É um diário pessoal íntimo, feito de apontamentos, feito de desencontros, por vezes dolorosos e sempre descritivos que começa com três prefácios.
Um livro sobre aprender a amar no caos do mundo-vida.
Amar / Amor como espaço que acolhe e protege (“Sinto”, “A Janela do Desejo”) e como aconchego / gruta de quem vê a cidade da janela entreaberta.
Luz vive e escreve intensamente (vive como escreve e escreve como vive), o que faz dela uma poeta nua na sua plena honestidade sem filtros.
O livro fala-nos da dor que abarca tudo (“Dores da Dor”), e expõe o que há de mais doloroso e destrutivo no caos do mundo-vida para encontrar o que é indestrutível (“Quantos serás?”) e realizar um acto de coragem do viver sem medo (“Liguei Sim”).
Nesse processo de exposição há violência e contradição, há hesitação e há loucura. Há muitas antíteses e oposições (“Nha Querido”), há repetições e insistência.

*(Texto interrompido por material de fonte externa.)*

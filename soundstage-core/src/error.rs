//! Error taxonomy for the editor core.
//!
//! Nothing here is fatal. Every error degrades to "no visible state change"
//! plus a log line; callers decide which level.

use std::fmt;

use soundstage_types::EntityId;

/// Failure reported by a media-device collaborator.
#[derive(Debug, Clone, PartialEq)]
pub enum MediaError {
    /// The user or platform refused microphone access.
    PermissionDenied(String),
    /// The requested device is gone or could not be opened.
    DeviceUnavailable(String),
    /// Any other backend failure.
    Backend(String),
}

impl fmt::Display for MediaError {
    fn fmt(&self, f: &mut fmt::Formatter<'_>) -> fmt::Result {
        match self {
            Self::PermissionDenied(e) => write!(f, "permission denied: {}", e),
            Self::DeviceUnavailable(e) => write!(f, "device unavailable: {}", e),
            Self::Backend(e) => write!(f, "media backend error: {}", e),
        }
    }
}

impl std::error::Error for MediaError {}

#[derive(Debug, Clone, PartialEq)]
pub enum EditError {
    /// Typed input failed the numeric check; the keystroke or entry is discarded.
    ValidationRejection(String),
    /// Asset exceeds the upload ceiling; rejected before load.
    AssetTooLarge { size_kb: u64, limit_kb: u64 },
    /// Media permission refused; the negotiator stays idle.
    DeviceAccessDenied(String),
    /// The audio engine could not decode an asset.
    LoadFailed(String),
    /// An async completion arrived after its target changed; dropped silently.
    StaleAsyncResult,
    UnknownEntity(EntityId),
    /// A drag started while another is still live.
    GestureActive,
}

impl fmt::Display for EditError {
    fn fmt(&self, f: &mut fmt::Formatter<'_>) -> fmt::Result {
        match self {
            Self::ValidationRejection(input) => write!(f, "rejected input {:?}", input),
            Self::AssetTooLarge { size_kb, limit_kb } => write!(
                f,
                "asset is {} KB, larger than the {} KB limit",
                size_kb, limit_kb
            ),
            Self::DeviceAccessDenied(e) => write!(f, "device access denied: {}", e),
            Self::LoadFailed(e) => write!(f, "could not load sound: {}", e),
            Self::StaleAsyncResult => write!(f, "stale async result discarded"),
            Self::UnknownEntity(id) => write!(f, "unknown entity {}", id),
            Self::GestureActive => write!(f, "a gesture is already in progress"),
        }
    }
}

impl std::error::Error for EditError {}

impl From<MediaError> for EditError {
    fn from(e: MediaError) -> Self {
        match e {
            MediaError::PermissionDenied(msg) => Self::DeviceAccessDenied(msg),
            other => Self::DeviceAccessDenied(other.to_string()),
        }
    }
}

pub type EditResult<T = ()> = Result<T, EditError>;

#[cfg(test)]
mod tests {
    use super::*;

    #[test]
    fn media_errors_map_to_access_denied() {
        let e: EditError = MediaError::PermissionDenied("NotAllowedError".into()).into();
        assert_eq!(e, EditError::DeviceAccessDenied("NotAllowedError".into()));
        let e: EditError = MediaError::DeviceUnavailable("mic".into()).into();
        assert!(matches!(e, EditError::DeviceAccessDenied(_)));
    }

    #[test]
    fn too_large_message_names_both_sizes() {
        let msg = EditError::AssetTooLarge { size_kb: 60_000, limit_kb: 51_200 }.to_string();
        assert!(msg.contains("60000") && msg.contains("51200"));
    }
}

Há a necessidade de romper com o que é moralmente ou logicamente estabelecido (“Indiferença em Ti”).
Nessa luta de encontrar a força na fragilidade também há a clara assumpção dos disfarces a que essa luta obriga, e “Disfarces em Cotidiano” é isso mesmo. A capacidade de dizer o que todxs nós fazemos e passamos para sobreviver num mundo nem sempre apaixonante. O retirar as máscaras assumindo que as usamos todos os dias, com em sem carnaval, e isso é poesia, pura poesia!

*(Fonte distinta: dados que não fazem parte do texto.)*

//! Clamp bounds for every editable attribute.
//!
//! Reducers and descriptors both read these so the limits live in one place.

/// Altitude (`y`) range for entities and trajectory points.
pub const ALTITUDE_MIN: f32 = -300.0;
pub const ALTITUDE_MAX: f32 = 300.0;

/// Gain range for object and cone sounds.
pub const ENTITY_GAIN_MIN: f32 = 0.05;
pub const ENTITY_GAIN_MAX: f32 = 2.0;

/// Gain range for zone sounds.
pub const ZONE_GAIN_MIN: f32 = 0.0;
pub const ZONE_GAIN_MAX: f32 = 2.0;

/// Zone opacity is a linear map of zone gain onto this range.
pub const ZONE_OPACITY_MIN: f32 = 0.05;
pub const ZONE_OPACITY_MAX: f32 = 0.35;

pub const SPREAD_MIN: f32 = 0.05;
pub const SPREAD_MAX: f32 = 1.0;

pub const ZONE_SCALE_MIN: f32 = 0.5;
pub const ZONE_SCALE_MAX: f32 = 2.0;

pub const SPEED_MIN: f32 = -100.0;
pub const SPEED_MAX: f32 = 100.0;

/// Phase values that land exactly on a boundary are replaced by these.
pub const PHASE_FLOOR: f32 = 0.01;
pub const PHASE_CEIL: f32 = 0.99;

/// Drag-tick divisors: one pixel of drag moves the attribute by `1 / divisor`.
pub const GAIN_DRAG_DIVISOR: f32 = 50.0;
pub const SCALE_DRAG_DIVISOR: f32 = 50.0;
pub const SPREAD_DRAG_DIVISOR: f32 = 100.0;
pub const SPEED_DRAG_DIVISOR: f32 = 10.0;
pub const PHASE_DRAG_DIVISOR: f32 = 100.0;

/// Linear remap of `value` from `[in_min, in_max]` onto `[out_min, out_max]`.
pub fn map_range(value: f32, in_min: f32, in_max: f32, out_min: f32, out_max: f32) -> f32 {
    out_min + (value - in_min) * (out_max - out_min) / (in_max - in_min)
}

pub fn zone_opacity(gain: f32) -> f32 {
    map_range(gain, ZONE_GAIN_MIN, ZONE_GAIN_MAX, ZONE_OPACITY_MIN, ZONE_OPACITY_MAX)
}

A euforia lúdica e o divertimento estão presentes em “A rima que eu quero na minha”, “Pés em Verbos”, “Oferto-te Flores”, onde a vontade de ser a eterna criança se torna leve.
A auto-determinação em “Sem Rimas” está expressa em versos como “não há intermediação entre eu e senhoras de mim” ou “vou seguindo sem rimar amor & dor”. Assim como em “Namoro” com a afirmação “eu sei cuidar de mim”.
A sua formação académica em Museologia está presente em “Corpo em Pedra e Cal”, “emparedados no tempo descontínuo da cidade” transporta esse dom de saber observar a cidade sem tempo, de perceber que somos já memórias, que estamos de passagem, e que podemos viver segundo um epicurismo saudável (“Desmedido Tempo”).
Estamos de passagem enquanto ‘corpo colectivo’, “eu, tu, nós, vós”, não interessa a pessoa/pessoas. Fomos um em dois “queria a tua poesia filosófica no museu das minhas emoções instáveis” (“Queria-Querendo”).
O sexo épico é uma constante que atravessa o livro “você dentro de mim em movimentos transatlânticos”, é tudo de bom! E funciona também enquanto espaço de emancipação que serve para questionar todo um sistema repressivo e opressivo, patriarcal, colonial e capitalista (“Entre a Puta e a Santa”, “Borboleta Transatlântica”, “Digo-te”, “Flores em Danos”, “Perdidos em não sermos”, “Falar sem dizer”). O ser humano aparece incompleto e condicionado pela censura, pela auto-castração, e pela dificuldade de expressar ou oralizar sentimentos.
Sexo também como ordem das coisas em “Possua-me!” e “Desnuda-me!”.